It is the excretion of a considerable amount of sodium in the exceptionally salty urine.
Which is similar to diuresis (excretion of a considerable amount of urine). It occurs with some diuretics and in some diseases (such as the adrenal glands), leading the person to a loss of salt, a syndrome characterized by dehydration, vomiting, low blood pressure, and the risk of sudden death.
The natriuresis pressure appears to be the dominant physiological mechanism that connects the changes in systemic blood pressure to the total amount of sodium in the body.

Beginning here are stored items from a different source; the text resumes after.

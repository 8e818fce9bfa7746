//! View rendering.
//!
//! The kernel only knows the [`ViewEngine`] contract: render a named template
//! with a JSON payload. [`JinjaViewEngine`] implements it with `minijinja`,
//! loading templates from the application's views directory.

use minijinja::{Environment, ErrorKind};
use serde_json::Value;
use std::fmt;
use std::path::Path;
use thiserror::Error;
use tracing::debug;

/// Why a template could not be rendered.
#[derive(Error, Debug, Clone, PartialEq, Eq)]
pub enum RenderError {
    #[error("template could not be loaded: {reason}")]
    Load { reason: String },

    #[error("template has a syntax error: {reason}")]
    Syntax { reason: String },

    #[error("template failed while rendering: {reason}")]
    Runtime { reason: String },
}

impl RenderError {
    pub fn load<S: ToString>(str: S) -> Self {
        Self::Load { reason: str.to_string() }
    }

    pub fn syntax<S: ToString>(str: S) -> Self {
        Self::Syntax { reason: str.to_string() }
    }

    pub fn runtime<S: ToString>(str: S) -> Self {
        Self::Runtime { reason: str.to_string() }
    }
}

#[cfg_attr(test, mockall::automock)]
pub trait ViewEngine: Send + Sync {
    /// Renders `template` (a file name relative to the views directory) with `data`.
    ///
    /// # Errors
    /// See [`RenderError`].
    fn render(&self, template: &str, data: &Value) -> Result<String, RenderError>;
}

/// A [`ViewEngine`] backed by `minijinja`.
///
/// Templates are read from disk the first time they are used and kept in
/// memory afterwards.
pub struct JinjaViewEngine {
    env: Environment<'static>,
}

impl JinjaViewEngine {
    pub fn new(views_path: impl AsRef<Path>) -> Self {
        let mut env = Environment::new();
        env.set_loader(minijinja::path_loader(views_path.as_ref().to_path_buf()));
        Self { env }
    }

    /// Wraps an already configured environment, e.g. one with custom filters.
    pub fn with_environment(env: Environment<'static>) -> Self {
        Self { env }
    }
}

impl ViewEngine for JinjaViewEngine {
    fn render(&self, template: &str, data: &Value) -> Result<String, RenderError> {
        let compiled = self.env.get_template(template).map_err(|e| match e.kind() {
            ErrorKind::SyntaxError | ErrorKind::BadEscape => RenderError::syntax(e),
            _ => RenderError::load(e),
        })?;

        debug!(template, "rendering view");
        compiled.render(data).map_err(RenderError::runtime)
    }
}

impl fmt::Debug for JinjaViewEngine {
    fn fmt(&self, f: &mut fmt::Formatter<'_>) -> fmt::Result {
        f.debug_struct("JinjaViewEngine").finish_non_exhaustive()
    }
}
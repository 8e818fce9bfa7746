//! Route definitions and path pattern compilation.
//!
//! A path pattern is a literal path with `{name}` placeholders, for example
//! `/users/{id}/posts/{post}`. Each placeholder matches a non-empty run of
//! characters that does not contain `/`. Patterns are compiled into an anchored
//! regex once, when the route is registered.

use crate::controller::ControllerFunction;
use crate::error::RouteError;
use http::Method;
use once_cell::sync::Lazy;
use regex::Regex;
use std::fmt;
use tracing::warn;

static PLACEHOLDER: Lazy<Regex> = Lazy::new(|| Regex::new(r"\{([^{}]*)\}").expect("placeholder regex is valid"));
static PARAMETER_NAME: Lazy<Regex> =
    Lazy::new(|| Regex::new(r"^[A-Za-z_][A-Za-z0-9_]*$").expect("parameter name regex is valid"));

const SEGMENT: &str = "([^/]+)";

/// A compiled path pattern.
///
/// The number of capture groups of the regex always equals the number of
/// parameter names.
#[derive(Debug, Clone)]
pub struct PathPattern {
    raw: String,
    regex: Regex,
    parameters: Vec<String>,
}

impl PathPattern {
    /// Compiles `pattern` into a matcher and the ordered list of its placeholder names.
    ///
    /// # Errors
    /// Fails when a placeholder is malformed (`{}`, `{a b}`, an unbalanced brace)
    /// or when the same placeholder name appears twice.
    pub fn compile(pattern: &str) -> Result<Self, RouteError> {
        let mut regex_src = String::with_capacity(pattern.len() + 8);
        regex_src.push('^');
        let mut parameters = Vec::with_capacity(pattern.matches('{').count());

        let mut last = 0;
        for captures in PLACEHOLDER.captures_iter(pattern) {
            let (Some(whole), Some(name)) = (captures.get(0), captures.get(1)) else {
                continue;
            };

            let literal = &pattern[last..whole.start()];
            Self::push_literal(&mut regex_src, literal, pattern)?;

            let name = name.as_str();
            if !PARAMETER_NAME.is_match(name) {
                return Err(RouteError::malformed_placeholder(pattern));
            }
            if parameters.iter().any(|existing| existing == name) {
                return Err(RouteError::duplicate_parameter(pattern, name));
            }

            regex_src.push_str(SEGMENT);
            parameters.push(name.to_string());
            last = whole.end();
        }
        Self::push_literal(&mut regex_src, &pattern[last..], pattern)?;
        regex_src.push('$');

        let regex = Regex::new(&regex_src)
            .map_err(|source| RouteError::InvalidPattern { pattern: pattern.to_string(), source })?;

        Ok(Self { raw: pattern.to_string(), regex, parameters })
    }

    fn push_literal(regex_src: &mut String, literal: &str, pattern: &str) -> Result<(), RouteError> {
        if literal.contains(['{', '}']) {
            return Err(RouteError::malformed_placeholder(pattern));
        }
        regex_src.push_str(&regex::escape(literal));
        Ok(())
    }

    /// Returns the captured placeholder values in order of appearance, or `None`
    /// when `path` does not match.
    pub fn captures<'p>(&self, path: &'p str) -> Option<Vec<&'p str>> {
        let captures = self.regex.captures(path)?;
        Some(captures.iter().skip(1).map(|m| m.map_or("", |m| m.as_str())).collect())
    }

    #[inline]
    pub fn is_match(&self, path: &str) -> bool {
        self.regex.is_match(path)
    }

    pub fn raw(&self) -> &str {
        &self.raw
    }

    pub fn parameters(&self) -> &[String] {
        &self.parameters
    }

    /// Substitutes `{name}` occurrences with the given values.
    ///
    /// This is a plain textual replacement: values are not validated against the
    /// matcher and placeholders without a value are left as they are.
    pub fn substitute<K, V>(&self, values: impl IntoIterator<Item = (K, V)>) -> String
    where
        K: AsRef<str>,
        V: AsRef<str>,
    {
        values.into_iter().fold(self.raw.clone(), |path, (key, value)| {
            path.replace(&format!("{{{}}}", key.as_ref()), value.as_ref())
        })
    }
}

/// One registered endpoint.
#[derive(Debug)]
pub struct Route {
    method: Method,
    pattern: PathPattern,
    function: ControllerFunction,
    name: Option<String>,
}

impl Route {
    /// Compiles `path` and creates an unnamed route targeting `function`.
    ///
    /// # Errors
    /// See [`PathPattern::compile`].
    pub fn new(method: Method, path: &str, function: ControllerFunction) -> Result<Self, RouteError> {
        Ok(Self { method, pattern: PathPattern::compile(path)?, function, name: None })
    }

    /// Names the route. A route is named at most once, later calls keep the first name.
    pub fn name(&mut self, name: impl Into<String>) -> &mut Self {
        let name = name.into();
        match &self.name {
            Some(existing) => {
                warn!(route = %self, existing = %existing, ignored = %name, "route is already named");
            }
            None => self.name = Some(name),
        }
        self
    }

    pub fn route_name(&self) -> Option<&str> {
        self.name.as_deref()
    }

    pub fn method(&self) -> &Method {
        &self.method
    }

    /// The raw path pattern, placeholders included.
    pub fn path(&self) -> &str {
        self.pattern.raw()
    }

    pub fn pattern(&self) -> &PathPattern {
        &self.pattern
    }

    pub fn parameters(&self) -> &[String] {
        self.pattern.parameters()
    }

    pub fn controller_function(&self) -> &ControllerFunction {
        &self.function
    }

    /// Matches `path` and pairs every captured value with its placeholder name.
    pub fn match_path<'r, 'p>(&'r self, path: &'p str) -> Option<Vec<(&'r str, &'p str)>> {
        let values = self.pattern.captures(path)?;
        Some(self.parameters().iter().map(String::as_str).zip(values).collect())
    }
}

impl fmt::Display for Route {
    fn fmt(&self, f: &mut fmt::Formatter<'_>) -> fmt::Result {
        write!(f, "{} {} -> {}", self.method, self.pattern.raw(), self.function)
    }
}

#[cfg(test)]
mod tests {
    use super::*;
    use proptest::prelude::*;

    #[test]
    fn literal_pattern_matches_only_itself() {
        let pattern = PathPattern::compile("/about.html").unwrap();
        assert!(pattern.parameters().is_empty());
        assert_eq!(pattern.captures("/about.html"), Some(vec![]));
        assert!(!pattern.is_match("/aboutXhtml"));
        assert!(!pattern.is_match("/about.html/more"));
        assert!(!pattern.is_match("/prefix/about.html"));
    }

    #[test]
    fn placeholders_capture_in_order_of_appearance() {
        let pattern = PathPattern::compile("/users/{user}/posts/{post}").unwrap();
        assert_eq!(pattern.parameters(), ["user", "post"]);
        assert_eq!(pattern.captures("/users/alice/posts/7"), Some(vec!["alice", "7"]));
    }

    #[test]
    fn placeholders_do_not_cross_slashes() {
        let pattern = PathPattern::compile("/files/{name}").unwrap();
        assert!(!pattern.is_match("/files/a/b"));
        assert!(!pattern.is_match("/files/"));
        assert_eq!(pattern.captures("/files/report.pdf"), Some(vec!["report.pdf"]));
    }

    #[test]
    fn placeholder_inside_segment() {
        let pattern = PathPattern::compile("/archive/{year}-{month}").unwrap();
        assert_eq!(pattern.parameters(), ["year", "month"]);
        assert!(pattern.is_match("/archive/2024-05"));
    }

    proptest! {
        #[test]
        fn any_segment_values_are_captured_in_name_order(category in "[^/]+", id in "[^/]+") {
            let route = Route::new(
                Method::GET,
                "/shop/{category}/items/{id}",
                ControllerFunction::new("ItemController", None),
            )
            .unwrap();
            let uri = format!("/shop/{category}/items/{id}");

            prop_assert_eq!(
                route.match_path(&uri),
                Some(vec![("category", category.as_str()), ("id", id.as_str())])
            );
        }
    }

    #[test]
    fn malformed_placeholders_are_rejected() {
        for pattern in ["/a/{}", "/a/{b c}", "/a/{b", "/a/b}", "/a/{1x}"] {
            assert!(
                matches!(PathPattern::compile(pattern), Err(RouteError::MalformedPlaceholder { .. })),
                "pattern: {pattern}"
            );
        }
    }

    #[test]
    fn duplicate_placeholders_are_rejected() {
        let result = PathPattern::compile("/{id}/{id}");
        assert!(matches!(result, Err(RouteError::DuplicateParameter { ref name, .. }) if name == "id"));
    }

    #[test]
    fn substitute_is_plain_text_replacement() {
        let pattern = PathPattern::compile("/user/{id}/{tab}").unwrap();
        assert_eq!(pattern.substitute([("id", "42")]), "/user/42/{tab}");
        assert_eq!(pattern.substitute([("id", "a/b"), ("tab", "x")]), "/user/a/b/x");
    }

    #[test]
    fn route_is_named_once() {
        let mut route = Route::new(Method::GET, "/", ControllerFunction::new("HomeController", None)).unwrap();
        route.name("home").name("index");
        assert_eq!(route.route_name(), Some("home"));
    }

    #[test]
    fn match_path_pairs_names_and_values() {
        let route = Route::new(Method::GET, "/items/{id}", ControllerFunction::new("ItemController", None)).unwrap();
        assert_eq!(route.match_path("/items/77"), Some(vec![("id", "77")]));
        assert_eq!(route.match_path("/items"), None);
    }
}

It also acts by increasing the renal excretion of sodium when entering the blood pressure in the kidneys. The mechanism works completely autonomously within the kidneys and independently of the external hormonal regulation mechanisms.
Its importance in connecting renal transport of sodium to blood pressure makes pressure natriuresis the dominant mechanism.
The mechanism of pressure natriuresis is not yet apparent; however, changes in peritubular capillary transport probably underlie its functioning.
As the blood pressure entering the kidneys increases, the hydrostatic pressure within the peritubular capillaries also increases. This causes the Starling force to be reduced due to fluid resorption in the veins from the renal interstitial fluid.
With the diminution of the peritubular capillary resorption of water and salt, a leak appears in the tubule, producing improved urinary sodium excretion.
The relationship between incoming blood pressure and urinary and renal sodium excretion in a solitary kidney is gradual. Therefore pressure natriuresis alone can not explain the accuracy in volume regulation customarily observed.
The renin, angiotensin, and aldosterone (RAAS) system are responsible for providing pressure natriuresis much more sensitive to blood pressure responses.